[Saved entries]
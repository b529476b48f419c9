//! Composition root: wires the backend, stores, and AI provider together.

use std::path::Path;
use std::sync::Arc;

use engram_ai::openai::OpenAiProvider;
use engram_ai::{AiConfig, Provider};
use engram_core::Result;
use engram_ingest::{Pipeline, PipelineConfig};
use engram_search::Searcher;
use engram_store::{Backend, ChatStore, CheckpointStore, ConceptStore};

/// Options for opening a [`Database`].
#[derive(Default)]
pub struct DatabaseOptions {
    /// Configuration for the default OpenAI-compatible provider. Ignored
    /// when `provider` is set.
    pub ai_config: AiConfig,
    /// Inject a custom provider instead of building one from `ai_config`.
    /// Tests use this to run against in-process doubles.
    pub provider: Option<Arc<dyn Provider>>,
    /// Keep the whole database in memory. For tests and scratch work.
    pub in_memory: bool,
}

impl DatabaseOptions {
    pub fn with_ai_config(mut self, config: AiConfig) -> Self {
        self.ai_config = config;
        self
    }

    pub fn with_provider(mut self, provider: Arc<dyn Provider>) -> Self {
        self.provider = Some(provider);
        self
    }

    pub fn in_memory(mut self) -> Self {
        self.in_memory = true;
        self
    }
}

/// One open engram database: the storage backend, the three stores over it,
/// and the AI provider shared by pipelines and searchers.
pub struct Database {
    backend: Backend,
    chat: Arc<ChatStore>,
    concepts: Arc<ConceptStore>,
    checkpoints: Arc<CheckpointStore>,
    provider: Arc<dyn Provider>,
}

impl std::fmt::Debug for Database {
    fn fmt(&self, f: &mut std::fmt::Formatter<'_>) -> std::fmt::Result {
        f.debug_struct("Database").finish_non_exhaustive()
    }
}

impl Database {
    /// Open the database at `path` (a directory owned by the backend).
    /// On any wiring failure everything opened so far is closed again, in
    /// reverse order.
    pub fn open(path: impl AsRef<Path>, options: DatabaseOptions) -> Result<Database> {
        let backend = Backend::open(path, options.in_memory)?;

        let chat = match ChatStore::new(&backend) {
            Ok(chat) => Arc::new(chat),
            Err(err) => {
                backend.close();
                return Err(err);
            }
        };
        let concepts = Arc::new(ConceptStore::new(&backend));
        let checkpoints = Arc::new(CheckpointStore::new(&backend));

        let provider: Arc<dyn Provider> = match options.provider {
            Some(provider) => provider,
            None => match OpenAiProvider::new(options.ai_config) {
                Ok(provider) => Arc::new(provider),
                Err(err) => {
                    let _ = chat.close();
                    backend.close();
                    return Err(err);
                }
            },
        };

        Ok(Database {
            backend,
            chat,
            concepts,
            checkpoints,
            provider,
        })
    }

    /// Close the stores, then the backend. Errors from store shutdown are
    /// returned after the backend is closed regardless.
    pub fn close(&self) -> Result<()> {
        let concepts = self.concepts.close();
        let chat = self.chat.close();
        self.backend.close();
        concepts.and(chat)
    }

    pub fn chat_store(&self) -> Arc<ChatStore> {
        Arc::clone(&self.chat)
    }

    pub fn concept_store(&self) -> Arc<ConceptStore> {
        Arc::clone(&self.concepts)
    }

    pub fn checkpoint_store(&self) -> Arc<CheckpointStore> {
        Arc::clone(&self.checkpoints)
    }

    pub fn provider(&self) -> Arc<dyn Provider> {
        Arc::clone(&self.provider)
    }

    /// Build an ingestion pipeline over this database. Runs the recovery
    /// pass before returning; see [`Pipeline`].
    pub async fn pipeline(&self, config: PipelineConfig) -> Result<Pipeline> {
        Pipeline::builder()
            .chat_store(Arc::clone(&self.chat))
            .concept_store(Arc::clone(&self.concepts))
            .checkpoint_store(Arc::clone(&self.checkpoints))
            .provider(Arc::clone(&self.provider))
            .config(config)
            .build()
            .await
    }

    /// Build a searcher over this database.
    pub fn searcher(&self) -> Searcher {
        Searcher::new(
            Arc::clone(&self.chat),
            Arc::clone(&self.concepts),
            &*self.provider,
        )
    }
}

#[cfg(test)]
#[allow(clippy::unwrap_used, clippy::expect_used)]
mod tests {
    use super::*;
    use engram_ai::mock::MockProvider;
    use engram_core::ErrorKind;

    fn memory_database() -> Database {
        Database::open(
            "",
            DatabaseOptions::default()
                .with_provider(Arc::new(MockProvider::new()))
                .in_memory(),
        )
        .unwrap()
    }

    #[test]
    fn test_open_and_close() {
        let db = memory_database();
        db.close().unwrap();
        // The backend refuses work after close.
        let err = db.chat_store().get(engram_core::Id(1)).unwrap_err();
        assert_eq!(err.kind(), ErrorKind::Closed);
    }

    #[test]
    fn test_open_rejects_invalid_ai_config() {
        let options = DatabaseOptions::default()
            .with_ai_config(AiConfig::default().with_embedding_model(""));
        let dir = tempfile::TempDir::new().unwrap();
        let err = Database::open(dir.path(), options).unwrap_err();
        assert_eq!(err.kind(), ErrorKind::Validation);
    }

    #[test]
    fn test_persistent_database_reopens() {
        let dir = tempfile::TempDir::new().unwrap();
        {
            let db = Database::open(
                dir.path(),
                DatabaseOptions::default().with_provider(Arc::new(MockProvider::new())),
            )
            .unwrap();
            db.chat_store()
                .add(vec![engram_core::ChatRecord::new(
                    engram_core::Speaker::Human,
                    "durable",
                    chrono::Utc::now(),
                )])
                .unwrap();
            db.close().unwrap();
        }
        let db = Database::open(
            dir.path(),
            DatabaseOptions::default().with_provider(Arc::new(MockProvider::new())),
        )
        .unwrap();
        let records = db.chat_store().after_id(engram_core::Id::ZERO).unwrap();
        assert_eq!(records.len(), 1);
        assert_eq!(records[0].contents, "durable");
        db.close().unwrap();
    }
}
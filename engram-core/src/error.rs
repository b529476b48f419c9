//! Workspace error taxonomy.
//!
//! One enum shared by every layer so callers can match on failure class
//! without knowing which crate produced it. [`Error::kind`] collapses the
//! variants into the coarse [`ErrorKind`] classes the public contracts are
//! written against.

/// Convenience alias used throughout the workspace.
pub type Result<T, E = Error> = std::result::Result<T, E>;

/// Coarse failure classes.
#[derive(Debug, Clone, Copy, PartialEq, Eq)]
pub enum ErrorKind {
    /// A required dependency was not provided to a constructor.
    ConfigMissing,
    /// The requested entity is not present.
    NotFound,
    /// Input failed a domain rule.
    Validation,
    /// A persisted buffer failed to decode.
    Corrupt,
    /// Underlying storage or transport failure.
    Io,
    /// The backend detected a write conflict; the caller may retry.
    Conflict,
    /// The backend was used after close.
    Closed,
    /// An external provider returned a batch of the wrong length.
    ResultMismatch,
    /// An external embedder or extractor failed.
    ExternalFailure,
    /// An aggregation of per-item errors from a partial-success operation.
    Composite,
    /// The operation was cancelled.
    Canceled,
}

#[derive(Debug, thiserror::Error)]
pub enum Error {
    #[error("missing dependency: {0}")]
    ConfigMissing(&'static str),

    #[error("not found")]
    NotFound,

    #[error("validation failed: {0}")]
    Validation(String),

    #[error("corrupt value: {0}")]
    Corrupt(String),

    #[error("storage error: {0}")]
    Io(String),

    #[error("write conflict")]
    Conflict,

    #[error("backend is closed")]
    Closed,

    #[error("result length mismatch: expected {expected}, received {received}")]
    ResultMismatch { expected: usize, received: usize },

    #[error("external service failed: {0}")]
    External(String),

    #[error("{}", join_messages(.0))]
    Composite(Vec<Error>),

    #[error("operation canceled")]
    Canceled,
}

fn join_messages(errors: &[Error]) -> String {
    errors
        .iter()
        .map(|e| e.to_string())
        .collect::<Vec<_>>()
        .join("; ")
}

impl Error {
    /// The coarse class of this error.
    pub fn kind(&self) -> ErrorKind {
        match self {
            Error::ConfigMissing(_) => ErrorKind::ConfigMissing,
            Error::NotFound => ErrorKind::NotFound,
            Error::Validation(_) => ErrorKind::Validation,
            Error::Corrupt(_) => ErrorKind::Corrupt,
            Error::Io(_) => ErrorKind::Io,
            Error::Conflict => ErrorKind::Conflict,
            Error::Closed => ErrorKind::Closed,
            Error::ResultMismatch { .. } => ErrorKind::ResultMismatch,
            Error::External(_) => ErrorKind::ExternalFailure,
            Error::Composite(_) => ErrorKind::Composite,
            Error::Canceled => ErrorKind::Canceled,
        }
    }

    /// Build a validation error from any displayable message.
    pub fn validation(message: impl std::fmt::Display) -> Self {
        Error::Validation(message.to_string())
    }

    /// Build a corruption error from any displayable message.
    pub fn corrupt(message: impl std::fmt::Display) -> Self {
        Error::Corrupt(message.to_string())
    }

    /// Map an underlying storage failure into the Io class.
    pub fn storage(err: impl std::fmt::Display) -> Self {
        Error::Io(err.to_string())
    }

    /// Map an external-service failure into the ExternalFailure class.
    pub fn external(err: impl std::fmt::Display) -> Self {
        Error::External(err.to_string())
    }

    /// The constituent errors of a Composite, if this is one.
    pub fn constituents(&self) -> Option<&[Error]> {
        match self {
            Error::Composite(errors) => Some(errors),
            _ => None,
        }
    }
}

impl From<std::io::Error> for Error {
    fn from(err: std::io::Error) -> Self {
        Error::Io(err.to_string())
    }
}
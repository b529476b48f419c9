//! Shared fixtures for tests in this crate and the crates above it.

use std::sync::Arc;

use engram_core::Clock;

use crate::{Backend, ChatStore, CheckpointStore, ConceptStore};

/// An in-memory backend, panicking on failure. Test-only convenience.
pub fn memory_backend() -> Backend {
    Backend::open("", true).expect("in-memory backend")
}

/// An in-memory backend plus all three stores over it.
pub fn memory_stores() -> (Backend, ChatStore, ConceptStore, CheckpointStore) {
    let backend = memory_backend();
    let chat = ChatStore::new(&backend).expect("chat store");
    let concepts = ConceptStore::new(&backend);
    let checkpoints = CheckpointStore::new(&backend);
    (backend, chat, concepts, checkpoints)
}

/// Like [`memory_stores`], with every store on the given clock.
pub fn memory_stores_with_clock(
    clock: Arc<dyn Clock>,
) -> (Backend, ChatStore, ConceptStore, CheckpointStore) {
    let backend = memory_backend();
    let chat = ChatStore::with_clock(&backend, Arc::clone(&clock)).expect("chat store");
    let concepts = ConceptStore::with_clock(&backend, Arc::clone(&clock));
    let checkpoints = CheckpointStore::with_clock(&backend, clock);
    (backend, chat, concepts, checkpoints)
}
//! Vector normalization.

/// Scale a vector to unit length. A zero vector comes back zero (it has no
/// direction to preserve), and an empty vector comes back empty.
pub fn normalize_vector(vector: &[f32]) -> Vec<f32> {
    if vector.is_empty() {
        return Vec::new();
    }

    let magnitude: f32 = vector.iter().map(|v| v * v).sum::<f32>().sqrt();
    if magnitude == 0.0 {
        return vec![0.0; vector.len()];
    }
    vector.iter().map(|v| v / magnitude).collect()
}
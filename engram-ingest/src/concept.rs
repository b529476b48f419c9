//! Concept-extraction enrichment stage.
//!
//! Classification runs per record (the extractor does not batch), but the
//! resulting tuples are embedded and resolved in one pass per batch, so a
//! concept mentioned by several records is created exactly once. A failing
//! record does not poison the batch: its error is accumulated and every
//! record that classified successfully is still committed.

use std::collections::{HashMap, HashSet};
use std::sync::atomic::{AtomicU64, Ordering};
use std::sync::Arc;

use async_trait::async_trait;
use chrono::Utc;

use engram_ai::{ConceptExtractor, Embedder, ExtractedConcept};
use engram_core::types::concept_tuple;
use engram_core::{Checkpoint, ChatRecord, Concept, ConceptRef, Error, Id, Result};
use engram_store::{ChatStore, CheckpointStore, ConceptStore};

use crate::processor::Processor;

/// Checkpoint key of the concept processor.
pub const PROCESSOR_TYPE_CONCEPT: &str = "concept";

/// An extracted concept before it is resolved against the store.
struct RawConcept {
    name: String,
    concept_type: String,
    importance: u8,
}

impl RawConcept {
    fn tuple(&self) -> String {
        concept_tuple(&self.concept_type, &self.name)
    }
}

impl From<&ExtractedConcept> for RawConcept {
    fn from(extracted: &ExtractedConcept) -> Self {
        RawConcept {
            name: extracted.name.clone(),
            concept_type: extracted.concept_type.clone(),
            importance: extracted.importance,
        }
    }
}

/// Where a resolved concept must be placed: which record, which slot in its
/// reference sequence, and the importance the extraction assigned there.
struct SlotRef {
    record_idx: usize,
    slot_idx: usize,
    importance: u8,
}

pub struct ConceptProcessor {
    chat: Arc<ChatStore>,
    concepts: Arc<ConceptStore>,
    checkpoints: Arc<CheckpointStore>,
    embedder: Arc<dyn Embedder>,
    extractor: Arc<dyn ConceptExtractor>,
    context_turns: usize,
    last_id: AtomicU64,
}

impl ConceptProcessor {
    pub fn new(
        chat: Arc<ChatStore>,
        concepts: Arc<ConceptStore>,
        checkpoints: Arc<CheckpointStore>,
        embedder: Arc<dyn Embedder>,
        extractor: Arc<dyn ConceptExtractor>,
        context_turns: usize,
    ) -> Self {
        ConceptProcessor {
            chat,
            concepts,
            checkpoints,
            embedder,
            extractor,
            context_turns,
            last_id: AtomicU64::new(0),
        }
    }

    /// The text presented to the extractor for one record: with
    /// `context_turns` of 0 just the record contents, otherwise the
    /// `context_turns * 2` records before it in the date index, in
    /// chronological order, blank-line joined, with the record itself last.
    fn build_context(&self, record: &ChatRecord) -> Result<String> {
        if self.context_turns == 0 {
            return Ok(record.contents.clone());
        }

        let mut prior = self.chat.before(record.id, self.context_turns * 2)?;
        prior.reverse();

        let mut parts: Vec<&str> = prior.iter().map(|r| r.contents.as_str()).collect();
        parts.push(&record.contents);
        Ok(parts.join("\n\n"))
    }

    /// Embed all unique tuples in one batch, then resolve each through
    /// get-or-create.
    async fn resolve_concepts(&self, raw: &[RawConcept]) -> Result<Vec<Concept>> {
        let tuples: Vec<String> = raw.iter().map(|c| c.tuple()).collect();
        let embeddings = self.embedder.embed_texts(&tuples).await?;
        if embeddings.len() != raw.len() {
            return Err(Error::ResultMismatch {
                expected: raw.len(),
                received: embeddings.len(),
            });
        }

        let mut resolved = Vec::with_capacity(raw.len());
        for (concept, vector) in raw.iter().zip(embeddings) {
            resolved.push(
                self.concepts
                    .get_or_create(&concept.name, &concept.concept_type, vector)?,
            );
        }
        Ok(resolved)
    }
}

#[async_trait]
impl Processor for ConceptProcessor {
    async fn process(&self, ids: &[Id]) -> Result<()> {
        tracing::info!(
            processor = "concepts",
            records = ids.len(),
            "processing records for concepts"
        );

        let mut ids = ids.to_vec();
        ids.sort_unstable();

        let records = self.chat.get_many(&ids)?;
        let mut errors: Vec<Error> = Vec::new();

        // Classify every record and note where each concept id must land.
        // Unique concepts are kept in first-seen order. Records that fail
        // classification get no slot list and are left untouched on disk.
        let mut slots: HashMap<Id, Vec<SlotRef>> = HashMap::new();
        let mut unique: Vec<RawConcept> = Vec::new();
        let mut seen: HashSet<Id> = HashSet::new();
        let mut pending: Vec<(Id, Vec<ConceptRef>)> = Vec::new();

        for (record_idx, record) in records.iter().enumerate() {
            let context = match self.build_context(record) {
                Ok(context) => context,
                Err(err) => {
                    errors.push(Error::external(format!(
                        "record {record_idx} context window failed: {err}"
                    )));
                    continue;
                }
            };

            let extracted = match self.extractor.extract(&context).await {
                Ok(extracted) => extracted,
                Err(err) => {
                    errors.push(Error::external(format!(
                        "record {record_idx} classification failed: {err}"
                    )));
                    continue;
                }
            };

            // Reserve one slot per extracted concept; slots left unresolved
            // are dropped before commit.
            let pending_idx = pending.len();
            pending.push((
                record.id,
                vec![
                    ConceptRef {
                        concept_id: Id::ZERO,
                        importance: 1,
                    };
                    extracted.len()
                ],
            ));

            for (slot_idx, concept) in extracted.iter().enumerate() {
                let raw = RawConcept::from(concept);
                let concept_id = Id::from_content(&raw.tuple());
                slots.entry(concept_id).or_default().push(SlotRef {
                    record_idx: pending_idx,
                    slot_idx,
                    importance: raw.importance,
                });
                if seen.insert(concept_id) {
                    unique.push(raw);
                }
            }
        }

        // Resolve the unique tuples, then distribute the ids back into the
        // reserved slots, preserving slot order and per-record importance.
        let mut resolved = Vec::new();
        if !unique.is_empty() {
            match self.resolve_concepts(&unique).await {
                Ok(concepts) => resolved = concepts,
                Err(err) => {
                    errors.push(Error::external(format!("concept resolution failed: {err}")));
                }
            }
        }

        for concept in &resolved {
            if let Some(positions) = slots.get(&concept.id) {
                for position in positions {
                    pending[position.record_idx].1[position.slot_idx] = ConceptRef {
                        concept_id: concept.id,
                        importance: position.importance,
                    };
                }
            }
        }
        for (_, concepts) in &mut pending {
            concepts.retain(|r| !r.concept_id.is_zero());
        }

        // Commit everything that classified, even when some records failed.
        match self.chat.apply_concepts(pending) {
            Ok(updated) => {
                if let Some(last) = updated.last() {
                    self.last_id.fetch_max(last.id.0, Ordering::SeqCst);
                }
            }
            Err(err) => {
                errors.push(Error::external(format!("update records failed: {err}")));
            }
        }

        if !errors.is_empty() {
            return Err(Error::Composite(errors));
        }
        Ok(())
    }

    async fn checkpoint(&self) -> Result<()> {
        let last_id = self.last_id.load(Ordering::SeqCst);
        if last_id == 0 {
            return Ok(());
        }
        self.checkpoints.save(Checkpoint {
            processor_type: PROCESSOR_TYPE_CONCEPT.to_string(),
            last_id: Id(last_id),
            updated_at: Utc::now(),
        })?;
        Ok(())
    }
}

> **Task objective**:
Restate exactly the records above from their first line through the line that holds "pub struct DatabaseOptions", please, including both and leaving out all others.

> **Response box**:
repository b529476b48f419c9
//! Composition root: wires the backend, stores, and AI provider together.

use std::path::Path;
use std::sync::Arc;

use engram_ai::openai::OpenAiProvider;
use engram_ai::{AiConfig, Provider};
use engram_core::Result;
use engram_ingest::{Pipeline, PipelineConfig};
use engram_search::Searcher;
use engram_store::{Backend, ChatStore, CheckpointStore, ConceptStore};

/// Options for opening a [`Database`].
#[derive(Default)]
pub struct DatabaseOptions {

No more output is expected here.